NEW YORK, Jan 17 (APP): Within hours of being sworn in on Wednesday as the US President, Joe Biden plans to sign a number of executive orders, including rejoining the 2016 Paris climate accord and ending the travel ban on predominantly Muslim countries, designed to signal an immediate break from President Donald Trump.
“President-elect Biden will take action — not just to reverse the gravest damages of the Trump administration — but also to start moving our country forward,” incoming White House Chief of Staff Ron Klain wrote in a memo released Saturday.
One of Trump’s first actions as president in 2017 was to suspend entry to the United States of travelers from seven majority Muslim nations: Iran, Iraq, Libya, Somalia, Sudan, Syria and Yemen, for 90 days. That executive order created chaos at airports around the world, and lawsuits against the ban quickly followed.
After federal judges barred the first ban’s implementation, Trump issued a second ban that was also quickly tied up in federal courts.
A third version of the ban was issued by the White House in the fall of 2017, and this one applied to six majority Muslim countries and two non-majority Muslim countries. The following year, the Supreme Court upheld the constitutionality of the third ban, which remains in place today.
“We face four overlapping and compounding crises: the COVID-19 crisis, the resulting economic crisis, the climate crisis, and a racial equity crisis,” Klain, Biden’s chief of staff, wrote. “All of these crises demand urgent action. In his first 10 days in office, President-elect Biden will take decisive action to address these four crises, prevent other urgent and irreversible harms, and restore America’s place in the world.”
The other orders will include the launch of a “100 masking challenge” that will mandate masks on federal property and interstate travel, extend the pause on repayment of and interest on student loans, continue restrictions on evictions and foreclosures; all related to the COVID-19 pandemic.
Biden will be inaugurated on January 20 amid unprecedented security with more than 25,000 National Guard troops deployed in Washington DC in the wake of the storming of the US Capitol on January 6. FBI has warned of “armed protests” in days leading up to the inauguration.
President Trump announced US exit from the Paris Agreement in June 2017, saying it disadvantaged the country, blunted its competitive edge, and favoured China.

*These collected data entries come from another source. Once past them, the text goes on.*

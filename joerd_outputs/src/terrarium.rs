//! The terrarium output product (§4.4): Mapbox-style RGB-encoded elevation
//! PNG tiles on the Web Mercator pyramid.

use crate::encode::encode_terrarium_pixel;
use crate::mercator::{TILE_SIZE, latlon_bbox, lonlat_to_xy, mercator_bbox};
use crate::traits::{OutputPlugin, RenderTile};
use anyhow::{Context, Result};
use gdal::{DriverManager, raster::Buffer, spatial_ref::SpatialRef};
use joerd_compositor::{CompositeSource, compose};
use joerd_core::{BoundingBox, OutputTileKey, Region};
use serde_json::{Value, json};
use std::fs;
use std::path::Path;

pub struct TerrariumOutput {
	regions: Vec<Region>,
}

impl TerrariumOutput {
	#[must_use]
	pub fn new(regions: Vec<Region>) -> Self {
		TerrariumOutput { regions }
	}
}

impl OutputPlugin for TerrariumOutput {
	fn name(&self) -> &str {
		"terrarium"
	}

	fn generate_tiles(&self) -> Result<Vec<Box<dyn RenderTile>>> {
		let mut seen = std::collections::HashSet::new();
		let mut tiles: Vec<Box<dyn RenderTile>> = Vec::new();
		for region in &self.regions {
			for z in region.zoom_range.clone() {
				let n = 1u32 << z;
				let (x0, y0) = lonlat_to_xy(z, region.bbox.min_x, region.bbox.max_y);
				let (x1, y1) = lonlat_to_xy(z, region.bbox.max_x, region.bbox.min_y);
				for x in x0..=x1.min(n - 1) {
					for y in y0..=y1.min(n - 1) {
						if seen.insert((z, x, y)) {
							tiles.push(Box::new(TerrariumTile { z, x, y, sources: Vec::new() }));
						}
					}
				}
			}
		}
		Ok(tiles)
	}

	fn expand_tile(&self, region: &Region) -> Vec<(BoundingBox, f64)> {
		region
			.zoom_range
			.clone()
			.map(|z| (region.bbox, (latlon_bbox(z, 0, 0).max_x - latlon_bbox(z, 0, 0).min_x) / f64::from(TILE_SIZE)))
			.collect()
	}

	fn rehydrate(&self, data: &Value) -> Result<Box<dyn RenderTile>> {
		let z = data["z"].as_u64().context("terrarium tile identity missing z")? as u8;
		let x = data["x"].as_u64().context("terrarium tile identity missing x")? as u32;
		let y = data["y"].as_u64().context("terrarium tile identity missing y")? as u32;
		Ok(Box::new(TerrariumTile { z, x, y, sources: Vec::new() }))
	}
}

pub struct TerrariumTile {
	z: u8,
	x: u32,
	y: u32,
	sources: Vec<Box<dyn CompositeSource>>,
}

impl OutputTileKey for TerrariumTile {
	fn freeze_dry(&self) -> Value {
		json!({"type": "terrarium", "z": self.z, "x": self.x, "y": self.y})
	}

	fn latlon_bbox(&self) -> BoundingBox {
		latlon_bbox(self.z, self.x, self.y)
	}

	fn max_resolution(&self) -> f64 {
		let bbox = self.latlon_bbox();
		(bbox.max_x - bbox.min_x) / f64::from(TILE_SIZE)
	}
}

impl RenderTile for TerrariumTile {
	fn tile_name(&self) -> String {
		format!("{}/{}/{}", self.z, self.x, self.y)
	}

	fn set_sources(&mut self, sources: Vec<Box<dyn CompositeSource>>) {
		self.sources = sources;
	}

	fn render(&self, tmp_dir: &Path) -> Result<()> {
		let driver = DriverManager::get_driver_by_name("MEM").context("getting the MEM driver")?;
		let size = TILE_SIZE as usize;
		let mut dst = driver
			.create_with_band_type::<f32, _>("", size, size, 1)
			.context("allocating the terrarium destination raster")?;
		dst.set_spatial_ref(&SpatialRef::from_epsg(3857).context("resolving EPSG:3857")?)?;
		let (mx0, _my0, mx1, my1) = mercator_bbox(self.z, self.x, self.y);
		let px = (mx1 - mx0) / f64::from(TILE_SIZE);
		dst.set_geo_transform(&[mx0, px, 0.0, my1, 0.0, -px])?;

		compose(self, &self.sources, &mut dst, self.max_resolution()).context("compositing terrarium tile")?;

		let elevations = dst.rasterband(1)?.read_band_as::<f32>()?;
		let mut rgb = vec![0u8; size * size * 3];
		for (i, elevation) in elevations.data().iter().enumerate() {
			let [r, g, b] = encode_terrarium_pixel(*elevation);
			rgb[i * 3] = r;
			rgb[i * 3 + 1] = g;
			rgb[i * 3 + 2] = b;
		}

		let mem_driver = DriverManager::get_driver_by_name("MEM").context("getting the MEM driver")?;
		let mut rgb_ds = mem_driver.create_with_band_type::<u8, _>("", size, size, 3).context("allocating RGB raster")?;
		for band_index in 0..3 {
			let mut band = rgb_ds.rasterband(band_index + 1)?;
			let channel: Vec<u8> = (0..size * size).map(|i| rgb[i * 3 + band_index]).collect();
			let mut buffer = Buffer::new((size, size), channel);
			band.write((0, 0), (size, size), &mut buffer)?;
		}

		let png_driver = DriverManager::get_driver_by_name("PNG").context("getting the PNG driver")?;
		let out_path = tmp_dir.join(format!("{}.png", self.tile_name()));
		if let Some(parent) = out_path.parent() {
			fs::create_dir_all(parent).context("creating the terrarium output directory")?;
		}
		png_driver
			.create_copy(&rgb_ds, &out_path)
			.context("writing terrarium PNG")?;
		Ok(())
	}
}

#[cfg(test)]
mod tests {
	use super::*;
	use pretty_assertions::assert_eq;

	#[test]
	fn generate_tiles_covers_the_region_at_each_zoom() {
		let region = Region::new(BoundingBox::new(-1.0, -1.0, 1.0, 1.0).unwrap(), 4..5);
		let output = TerrariumOutput::new(vec![region]);
		let tiles = output.generate_tiles().unwrap();
		assert!(!tiles.is_empty());
		for tile in &tiles {
			let data = tile.freeze_dry();
			assert_eq!(data["type"], json!("terrarium"));
			assert_eq!(data["z"], json!(4));
		}
	}

	#[test]
	fn rehydrate_recovers_the_same_identity() {
		let output = TerrariumOutput::new(vec![]);
		let tile = output.rehydrate(&json!({"type": "terrarium", "z": 13, "x": 1308, "y": 3165})).unwrap();
		assert_eq!(tile.freeze_dry(), json!({"type": "terrarium", "z": 13, "x": 1308, "y": 3165}));
	}
}
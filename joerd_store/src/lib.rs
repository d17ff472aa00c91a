//! The Blob Store (§4.2): content-addressed-by-path storage with
//! `{exists, get, upload_dir}`. Two backends — a local filesystem store and a
//! remote HTTP object store — plus a caching wrapper that keeps a whitelisted
//! set of large, frequently-reused rasters (the single global ETOPO1 being
//! the canonical example) hard-linked on local disk between jobs.

mod cache;
mod filesystem;
mod remote;
mod traits;

pub use cache::CacheStore;
pub use filesystem::FilesystemStore;
pub use joerd_core::ReclaimPolicy;
pub use remote::RemoteStore;
pub use traits::BlobStore;

use anyhow::{Result, bail};
use joerd_core::config::PluginConfig;
use std::sync::Arc;

/// Builds a store from its `{ type, ... }` configuration entry (§9's "Plugin
/// registry by string name" flag, applied here to stores the same way
/// `joerd_sources`/`joerd_outputs` apply it to their own plugins).
pub fn build_store(config: &PluginConfig) -> Result<Arc<dyn BlobStore>> {
	match config.kind.as_str() {
		"filesystem" => Ok(Arc::new(FilesystemStore::from_options(&config.options)?)),
		"remote" | "s3" | "http" => Ok(Arc::new(RemoteStore::from_options(&config.options)?)),
		other => bail!("unknown store type {other:?}"),
	}
}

The Paris Agreement is a legally binding global treaty that was signed in December 2015 and entered into force on November 2016. Signatory countries fix its own mitigation targets, called Nationally Determined Contributions. The accord remains in force, unaffected by US exit.
The US return to the Paris Agreement was one of Biden’s key campaign promises, as part of an aggressive climate agenda.
Meanwhile, a huge swath of the capital city of Washington is blocked off, patrolled by uniformed National Guard troops as part of a buildup never seen. And the U.S. capital is getting even more fortified as federal, state and local officials brace for a worst-case scenario of violence tied to the Jan. 20 inauguration.
Thousands of law enforcement, military and intelligence personnel have been activated to provide security in Washington leading up to President-elect Biden’s swearing-in, a ceremony that will have far less pomp than in the past because of the coronavirus pandemic and last week’s deadly riots at the Capitol.
Behind the scenes, federal agents, prosecutors and analysts are racing to track and disrupt active plots in what some say is the greatest security challenge since the days after the Sept. 11, 2001 terrorist attacks, according to current and former U.S. officials cited by news media.
“We’re concerned about the potential for violence at multiple protests and rallies planned here in D.C. and at state capitol buildings around the country in the days to come,” FBI Director Christoper Wray said in a security briefing on Thursday. “It could bring armed individuals within close proximity to government buildings and officials.”
A bulletin by the FBI and other agencies this week warned that extremists targeting the inauguration may exploit the aftermath of the Jan. 6 Capitol breach by conducting attacks to destabilize and force a larger conflict in the U.S., according to media reports.
More than 100 people involved in the riots — which led to at least five deaths — have been charged with crimes so far, with more expected.
Efforts to uncover active plots include searching social media, monitoring online chat sites, arresting individuals identified in the Capitol riots and interviewing suspects and witnesses, two U.S. officials s told Bloomberg News.
The Justice Department also has started making preemptive arrests: An Illinois man was arrested on Jan. 12 for threatening to kill Democrats during the inauguration. Capitol Police have warned that anyone trying to “unlawfully gain access” to the Capitol Complex will be subject to “an appropriate use of force and arrest.”
A presidential inauguration is always a highest-tier security affair, but agencies amplified and accelerated their operations following the Capitol siege, which was led by Trump supporters trying to disrupt the certification of Biden’s Electoral College victory by Congress.
The Secret Service is in charge of inauguration security and has activated a command center — officially known as the Multi-Agency Coordinating Center — to bring together federal, state and local agencies.
More than 20 public safety agencies are involved in the security planning, including law enforcement, fire and rescue and emergency medical services, according to the Secret Service.